Y por ello pienso que también en lo afectivo puede haber desesperados. Despues de todo… ¿no es la religión un modo irracional de negar la muerte, sabiendo como sabemos todos que la muerte es irremediable? No todo el mundo ha podido adquirir la cultura necesaria para analizar racionalmente las cosas, más allá de los mitos y de las falsas creencias -generalmente imbuidas como un imborrable marchamo educativo mamado desde la cuna- que enturbian las realidades. En la desesperación por la muerte del ser más querido… ¿y si eso del espiritismo consiguiera traerlo? En la duda angustiosa sobre lo que debo hacer mañana, cuando me jugaré mi futuro… ¿y si el vidente ese lo supiera?
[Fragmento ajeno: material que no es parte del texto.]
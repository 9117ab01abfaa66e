//! RS-Ratio and RS-Momentum from a raw ratio series.
//!
//! RS-Ratio    = rolling mean(ratio, smoothing_period) * 100
//! RS-Momentum = ratio[t] / ratio[t - momentum_period] - 1
//!
//! Momentum is taken on the unsmoothed ratio. Both outputs keep the input's
//! length and indexing; undefined points stay in place as NaN.

use crate::config::RrgParams;
use crate::indicators::{PctChange, RollingMean, SeriesTransform};

/// Scale applied to the smoothed ratio.
pub const RATIO_SCALE: f64 = 100.0;

/// Index-aligned RS-Ratio / RS-Momentum pair for one instrument.
#[derive(Debug, Clone, PartialEq)]
pub struct RsSeries {
    pub rs_ratio: Vec<f64>,
    pub rs_momentum: Vec<f64>,
}

impl RsSeries {
    pub fn len(&self) -> usize {
        self.rs_ratio.len()
    }

    pub fn is_empty(&self) -> bool {
        self.rs_ratio.is_empty()
    }
}

#[derive(Debug, Clone)]
pub struct SmoothedRatioMomentum {
    smoothing: RollingMean,
    momentum: PctChange,
}

impl SmoothedRatioMomentum {
    /// Both periods must be >= 1; callers validate `RrgParams` first.
    pub fn new(smoothing_period: usize, momentum_period: usize) -> Self {
        Self {
            smoothing: RollingMean::new(smoothing_period),
            momentum: PctChange::new(momentum_period),
        }
    }

    pub fn from_params(params: &RrgParams) -> Self {
        Self::new(params.smoothing_period, params.momentum_period)
    }

    pub fn compute(&self, ratio: &[f64]) -> RsSeries {
        let rs_ratio = self
            .smoothing
            .compute(ratio)
            .into_iter()
            .map(|v| v * RATIO_SCALE)
            .collect();
        RsSeries {
            rs_ratio,
            rs_momentum: self.momentum.compute(ratio),
        }
    }
}

#[cfg(test)]
mod tests {
    use super::*;
    use crate::indicators::{assert_approx, defined_count, DEFAULT_EPSILON};

    #[test]
    fn unsmoothed_ratio_is_scaled() {
        let rs = SmoothedRatioMomentum::new(1, 2).compute(&[1.0, 2.0, 3.0, 4.0, 5.0]);
        assert_eq!(rs.rs_ratio, vec![100.0, 200.0, 300.0, 400.0, 500.0]);
    }

    #[test]
    fn momentum_uses_raw_ratio() {
        let rs = SmoothedRatioMomentum::new(3, 1).compute(&[1.0, 2.0, 4.0]);
        assert_approx(rs.rs_ratio[2], 700.0 / 3.0, DEFAULT_EPSILON);
        assert_approx(rs.rs_momentum[1], 1.0, DEFAULT_EPSILON);
        assert_approx(rs.rs_momentum[2], 1.0, DEFAULT_EPSILON);
    }

    #[test]
    fn lengths_preserved() {
        let ratio = [1.0, 1.1, f64::NAN, 1.2, 1.3, 1.25];
        let rs = SmoothedRatioMomentum::new(2, 3).compute(&ratio);
        assert_eq!(rs.rs_ratio.len(), ratio.len());
        assert_eq!(rs.rs_momentum.len(), ratio.len());
    }

    #[test]
    fn defined_ratio_count_matches_window() {
        let ratio: Vec<f64> = (1..=10).map(f64::from).collect();
        let rs = SmoothedRatioMomentum::new(4, 2).compute(&ratio);
        assert_eq!(defined_count(&rs.rs_ratio), 10 - 4 + 1);
        assert_eq!(defined_count(&rs.rs_momentum), 10 - 2);
    }

    #[test]
    fn zero_lagged_ratio_is_gap() {
        let rs = SmoothedRatioMomentum::new(1, 1).compute(&[0.0, 1.0]);
        assert!(rs.rs_momentum[1].is_nan());
    }
}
Arriesgar mis ahorros en ese negocio que podría salir tan bien o dejarme en la ruina… ¿y si las cartas esas..? No, ya, ya sé que es imposible pero… ¿qué puedo perder? ¿Qué puedo perder firmando ese contrato que me obliga a devolver 60.000 euros dentro de un año (y lo que no te has leído, incauto) si me van a dar 18.000 ahora mismo y puedo levantar el embargo del banco que es para mañana mismo? (a muchos, ni siquiera les han dado los 18.000 tras haber firmado un quintal de papeles llenos de compromisos espantosos).
Y tras cada «¿qué puedo perder?» se agazapa una mala bestia dispuesta, en el mejor de los casos, a timar al que duda; en el peor, a causarle la ruina absoluta.